WHAT YOU ARE ASKED TO DO — Reproduce the data in its entirety, exactly as written.

====== DATA SECTION

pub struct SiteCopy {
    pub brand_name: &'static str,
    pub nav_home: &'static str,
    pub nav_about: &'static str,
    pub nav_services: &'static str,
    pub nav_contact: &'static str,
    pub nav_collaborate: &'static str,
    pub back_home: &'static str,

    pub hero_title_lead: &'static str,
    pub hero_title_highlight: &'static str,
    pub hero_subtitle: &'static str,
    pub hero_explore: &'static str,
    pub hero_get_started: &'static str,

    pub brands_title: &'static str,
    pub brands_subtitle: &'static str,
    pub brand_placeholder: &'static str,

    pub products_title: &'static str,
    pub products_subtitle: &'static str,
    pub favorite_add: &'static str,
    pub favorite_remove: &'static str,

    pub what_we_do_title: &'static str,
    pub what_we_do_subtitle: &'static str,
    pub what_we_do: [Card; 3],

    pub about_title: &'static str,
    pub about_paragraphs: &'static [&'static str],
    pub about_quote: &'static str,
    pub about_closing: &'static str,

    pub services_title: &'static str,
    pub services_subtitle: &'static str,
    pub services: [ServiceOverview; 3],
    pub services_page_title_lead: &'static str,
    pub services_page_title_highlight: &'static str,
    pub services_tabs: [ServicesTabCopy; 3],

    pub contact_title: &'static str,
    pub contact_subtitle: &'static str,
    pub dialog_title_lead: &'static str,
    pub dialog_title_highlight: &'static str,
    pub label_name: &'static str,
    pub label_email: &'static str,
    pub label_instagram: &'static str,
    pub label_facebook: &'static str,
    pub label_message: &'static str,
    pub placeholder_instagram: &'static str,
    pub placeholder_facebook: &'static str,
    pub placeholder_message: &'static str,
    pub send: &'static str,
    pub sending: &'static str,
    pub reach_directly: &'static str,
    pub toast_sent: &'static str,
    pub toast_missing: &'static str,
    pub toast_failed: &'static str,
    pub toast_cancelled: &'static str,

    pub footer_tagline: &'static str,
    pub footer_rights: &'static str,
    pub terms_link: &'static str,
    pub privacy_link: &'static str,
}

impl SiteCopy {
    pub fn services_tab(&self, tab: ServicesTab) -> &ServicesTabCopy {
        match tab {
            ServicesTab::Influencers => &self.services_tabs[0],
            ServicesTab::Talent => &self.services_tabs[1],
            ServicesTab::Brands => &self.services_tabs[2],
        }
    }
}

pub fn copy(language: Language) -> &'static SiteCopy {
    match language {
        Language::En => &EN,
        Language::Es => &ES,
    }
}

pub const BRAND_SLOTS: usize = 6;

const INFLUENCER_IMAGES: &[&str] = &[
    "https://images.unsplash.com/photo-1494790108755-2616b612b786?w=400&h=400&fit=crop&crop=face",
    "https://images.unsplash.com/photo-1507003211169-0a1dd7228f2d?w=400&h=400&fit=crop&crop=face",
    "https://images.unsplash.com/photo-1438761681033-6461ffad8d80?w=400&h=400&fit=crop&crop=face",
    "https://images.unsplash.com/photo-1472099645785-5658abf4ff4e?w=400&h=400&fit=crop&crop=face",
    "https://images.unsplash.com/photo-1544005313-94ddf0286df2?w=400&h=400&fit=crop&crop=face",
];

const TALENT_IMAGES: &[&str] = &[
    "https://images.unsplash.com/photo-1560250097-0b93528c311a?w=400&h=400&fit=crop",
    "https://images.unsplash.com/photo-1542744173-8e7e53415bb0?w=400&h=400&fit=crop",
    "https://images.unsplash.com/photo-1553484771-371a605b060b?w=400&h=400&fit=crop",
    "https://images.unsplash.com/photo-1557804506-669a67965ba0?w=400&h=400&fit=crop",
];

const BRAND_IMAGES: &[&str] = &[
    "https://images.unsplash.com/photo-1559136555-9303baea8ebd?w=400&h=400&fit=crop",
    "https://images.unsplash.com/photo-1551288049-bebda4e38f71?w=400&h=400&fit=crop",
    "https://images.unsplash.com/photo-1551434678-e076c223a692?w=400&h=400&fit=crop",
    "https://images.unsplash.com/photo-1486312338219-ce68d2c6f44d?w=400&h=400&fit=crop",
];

============

EXERCISE ANSWER —
pub struct SiteCopy {
    pub brand_name: &'static str,
    pub nav_home: &'static str,
    pub nav_about: &'static str,
    pub nav_services: &'static str,
    pub nav_contact: &'static str,
    pub nav_collaborate: &'static str,
    pub back_home: &'static str,

    pub hero_title_lead: &'static str,
    pub hero_title_highlight: &'static str,
    pub hero_subtitle: &'static str,
    pub hero_explore: &'static str,
    pub hero_get_started: &'static str,

    pub brands_title: &'static str,
    pub brands_subtitle: &'static str,
    pub brand_placeholder: &'static str,

    pub products_title: &'static str,
    pub products_subtitle: &'static str,
    pub favorite_add: &'static str,
    pub favorite_remove: &'static str,

    pub what_we_do_title: &'static str,
    pub what_we_do_subtitle: &'static str,
    pub what_we_do: [Card; 3],

    pub about_title: &'static str,
    pub about_paragraphs: &'static [&'static str],
    pub about_quote: &'static str,
    pub about_closing: &'static str,

    pub services_title: &'static str,
    pub services_subtitle: &'static str,
    pub services: [ServiceOverview; 3],
    pub services_page_title_lead: &'static str,
    pub services_page_title_highlight: &'static str,
    pub services_tabs: [ServicesTabCopy; 3],

    pub contact_title: &'static str,
    pub contact_subtitle: &'static str,
    pub dialog_title_lead: &'static str,
    pub dialog_title_highlight: &'static str,
    pub label_name: &'static str,
    pub label_email: &'static str,
    pub label_instagram: &'static str,
    pub label_facebook: &'static str,
    pub label_message: &'static str,
    pub placeholder_instagram: &'static str,
    pub placeholder_facebook: &'static str,
    pub placeholder_message: &'static str,
    pub send: &'static str,
    pub sending: &'static str,
    pub reach_directly: &'static str,
    pub toast_sent: &'static str,
    pub toast_missing: &'static str,
    pub toast_failed: &'static str,
    pub toast_cancelled: &'static str,

    pub footer_tagline: &'static str,
    pub footer_rights: &'static str,
    pub terms_link: &'static str,
    pub privacy_link: &'static str,
}

impl SiteCopy {
    pub fn services_tab(&self, tab: ServicesTab) -> &ServicesTabCopy {
        match tab {
            ServicesTab::Influencers => &self.services_tabs[0],
            ServicesTab::Talent => &self.services_tabs[1],
            ServicesTab::Brands => &self.services_tabs[2],
        }
    }
}

pub fn copy(language: Language) -> &'static SiteCopy {
    match language {
        Language::En => &EN,
        Language::Es => &ES,
    }
}

pub const BRAND_SLOTS: usize = 6;

const INFLUENCER_IMAGES: &[&str] = &[
    "https://images.unsplash.com/photo-1494790108755-2616b612b786?w=400&h=400&fit=crop&crop=face",
    "https://images.unsplash.com/photo-1507003211169-0a1dd7228f2d?w=400&h=400&fit=crop&crop=face",
    "https://images.unsplash.com/photo-1438761681033-6461ffad8d80?w=400&h=400&fit=crop&crop=face",
    "https://images.unsplash.com/photo-1472099645785-5658abf4ff4e?w=400&h=400&fit=crop&crop=face",
    "https://images.unsplash.com/photo-1544005313-94ddf0286df2?w=400&h=400&fit=crop&crop=face",
];

const TALENT_IMAGES: &[&str] = &[
    "https://images.unsplash.com/photo-1560250097-0b93528c311a?w=400&h=400&fit=crop",
    "https://images.unsplash.com/photo-1542744173-8e7e53415bb0?w=400&h=400&fit=crop",
    "https://images.unsplash.com/photo-1553484771-371a605b060b?w=400&h=400&fit=crop",
    "https://images.unsplash.com/photo-1557804506-669a67965ba0?w=400&h=400&fit=crop",
];

const BRAND_IMAGES: &[&str] = &[
    "https://images.unsplash.com/photo-1559136555-9303baea8ebd?w=400&h=400&fit=crop",
    "https://images.unsplash.com/photo-1551288049-bebda4e38f71?w=400&h=400&fit=crop",
    "https://images.unsplash.com/photo-1551434678-e076c223a692?w=400&h=400&fit=crop",
    "https://images.unsplash.com/photo-1486312338219-ce68d2c6f44d?w=400&h=400&fit=crop",
];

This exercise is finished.